Sam tightened his hold on his beloved brother and kissed his head. “Shhhh, dear, shhhh. Don’t be afraid. I’m right here. I’m not going to leave you. Just lay still and let your Sam take care of you.”

But Frodo remained lost in his foul dream. At times he would cry out and try to shield himself from the blows that were all too real in his mind. “Sam! They’re hurting me! You said you’d help me. Where are you?!”

Sam held onto his brother tighter as Frodo grew increasingly frantic. “I’m right here, dear,” he said softly. “I’m holding you. Can’t you feel me?”

Frodo opened his eyes, but Sam knew they didn’t see anything but the horror of those hours in the tower. “No, Sam, no I can’t! An orc is holding me down. I can’t see you. Where are you?!”

“It’s no orc holding you. It’s me. It’s your Sam.”

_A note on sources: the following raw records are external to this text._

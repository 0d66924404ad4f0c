use crate::account::{Account, AccountType, Campus, Kind, MONEY_MARKET_LOYAL_THRESHOLD};
use crate::date::Date;
use crate::error::TellerError;
use crate::ledger::{AccountDatabase, Probe};
use crate::profile::Profile;

/// What an open request asks for, per account kind. A money market request
/// carries no extra state; the account starts loyal with a fresh counter.
#[derive(Debug, Clone, Copy, PartialEq, Eq)]
pub enum AccountSpec {
    Checking,
    CollegeChecking { campus: Campus },
    Savings { loyal: bool },
    MoneyMarket,
}

impl AccountSpec {
    pub fn account_type(&self) -> AccountType {
        match self {
            Self::Checking => AccountType::Checking,
            Self::CollegeChecking { .. } => AccountType::CollegeChecking,
            Self::Savings { .. } => AccountType::Savings,
            Self::MoneyMarket => AccountType::MoneyMarket,
        }
    }

    fn into_kind(self) -> Kind {
        match self {
            Self::Checking => Kind::Checking,
            Self::CollegeChecking { campus } => Kind::CollegeChecking { campus },
            Self::Savings { loyal } => Kind::Savings { loyal },
            Self::MoneyMarket => Kind::money_market(),
        }
    }
}

#[derive(Debug, Clone, Copy, PartialEq, Eq)]
pub enum OpenOutcome {
    Opened,
    Reopened,
}

/// The boundary the presentation layer talks to. Requests arrive here
/// pre-parsed; this layer validates them and maps the ledger's boolean
/// outcomes onto the error taxonomy.
pub struct Teller {
    db: AccountDatabase,
}

impl Teller {
    pub fn new() -> Self {
        Self {
            db: AccountDatabase::new(),
        }
    }

    pub fn is_empty(&self) -> bool {
        self.db.is_empty()
    }

    fn validate_dob(dob: Date) -> Result<(), TellerError> {
        if !dob.is_valid() || dob > Date::today() {
            return Err(TellerError::InvalidDate);
        }
        Ok(())
    }

    fn validate_amount(amount: f64) -> Result<(), TellerError> {
        if amount <= 0.0 {
            return Err(TellerError::InvalidAmount);
        }
        Ok(())
    }

    /// A holder may have at most one checking-family account; opening a
    /// Checking is rejected when a CollegeChecking exists and vice versa.
    fn checking_family_conflict(&self, holder: &Profile, spec: &AccountSpec) -> bool {
        let other = match spec {
            AccountSpec::Checking => AccountType::CollegeChecking,
            AccountSpec::CollegeChecking { .. } => AccountType::Checking,
            _ => return false,
        };
        self.db.find(&Probe::new(holder.clone(), other, 0.0)).is_some()
    }

    pub fn open_account(
        &mut self,
        holder: Profile,
        spec: AccountSpec,
        deposit: f64,
    ) -> Result<OpenOutcome, TellerError> {
        Self::validate_dob(holder.dob())?;
        Self::validate_amount(deposit)?;
        if spec == AccountSpec::MoneyMarket && deposit < MONEY_MARKET_LOYAL_THRESHOLD {
            return Err(TellerError::MinimumDeposit);
        }
        if self.checking_family_conflict(&holder, &spec) {
            return Err(TellerError::DuplicateOpen(holder));
        }

        let probe = Probe::new(holder.clone(), spec.account_type(), 0.0);
        let existed = self.db.find(&probe).is_some();
        let account = Account::new(holder.clone(), deposit, spec.into_kind());
        if !self.db.open(account) {
            return Err(TellerError::DuplicateOpen(holder));
        }
        if existed {
            Ok(OpenOutcome::Reopened)
        } else {
            Ok(OpenOutcome::Opened)
        }
    }

    pub fn close_account(
        &mut self,
        holder: Profile,
        account_type: AccountType,
    ) -> Result<(), TellerError> {
        Self::validate_dob(holder.dob())?;
        let probe = Probe::new(holder.clone(), account_type, 0.0);
        if self.db.find(&probe).is_none() {
            return Err(TellerError::NotFound(holder, account_type));
        }
        if !self.db.close(&probe) {
            return Err(TellerError::AlreadyClosed);
        }
        Ok(())
    }

    pub fn deposit_to(
        &mut self,
        holder: Profile,
        account_type: AccountType,
        amount: f64,
    ) -> Result<(), TellerError> {
        Self::validate_dob(holder.dob())?;
        Self::validate_amount(amount)?;
        let probe = Probe::new(holder.clone(), account_type, amount);
        if !self.db.deposit(&probe) {
            return Err(TellerError::NotFound(holder, account_type));
        }
        Ok(())
    }

    pub fn withdraw_from(
        &mut self,
        holder: Profile,
        account_type: AccountType,
        amount: f64,
    ) -> Result<(), TellerError> {
        Self::validate_dob(holder.dob())?;
        Self::validate_amount(amount)?;
        let probe = Probe::new(holder.clone(), account_type, amount);
        if self.db.find(&probe).is_none() {
            return Err(TellerError::NotFound(holder, account_type));
        }
        if !self.db.withdraw(&probe) {
            return Err(TellerError::InsufficientFunds);
        }
        Ok(())
    }

    /// Report in insertion order.
    pub fn list_accounts(&self) -> Vec<String> {
        self.db.list()
    }

    /// Report grouped by account type.
    pub fn list_by_type(&mut self) -> Vec<String> {
        self.db.list_by_type()
    }

    /// Report with current fee and monthly interest per account.
    pub fn list_fee_and_interest(&self) -> Vec<String> {
        self.db.list_fee_and_interest()
    }

    /// Applies the monthly fee and interest update to every account.
    pub fn apply_monthly_updates(&mut self) {
        self.db.update_balances();
    }
}

impl Default for Teller {
    fn default() -> Self {
        Self::new()
    }
}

“No!” Frodo cried and began to thrash in his panic. “Let me go! Let me go!”

Afraid that his brother would hurt himself in his thrashings, Sam reluctantly let go, his heart breaking a little more when he realized that Frodo had no idea he was there anymore. Frodo calmed some then until he ducked his head to avoid another blow and his whole body spasmed as the imagined, but all too real, attack came down on him. He had to hold on until Sam came, he told himself. Sam would rescue him. But then he remembered. He had sent Sam away. His friend would not be coming. Despair finally crashed down on Frodo and he began to cry again.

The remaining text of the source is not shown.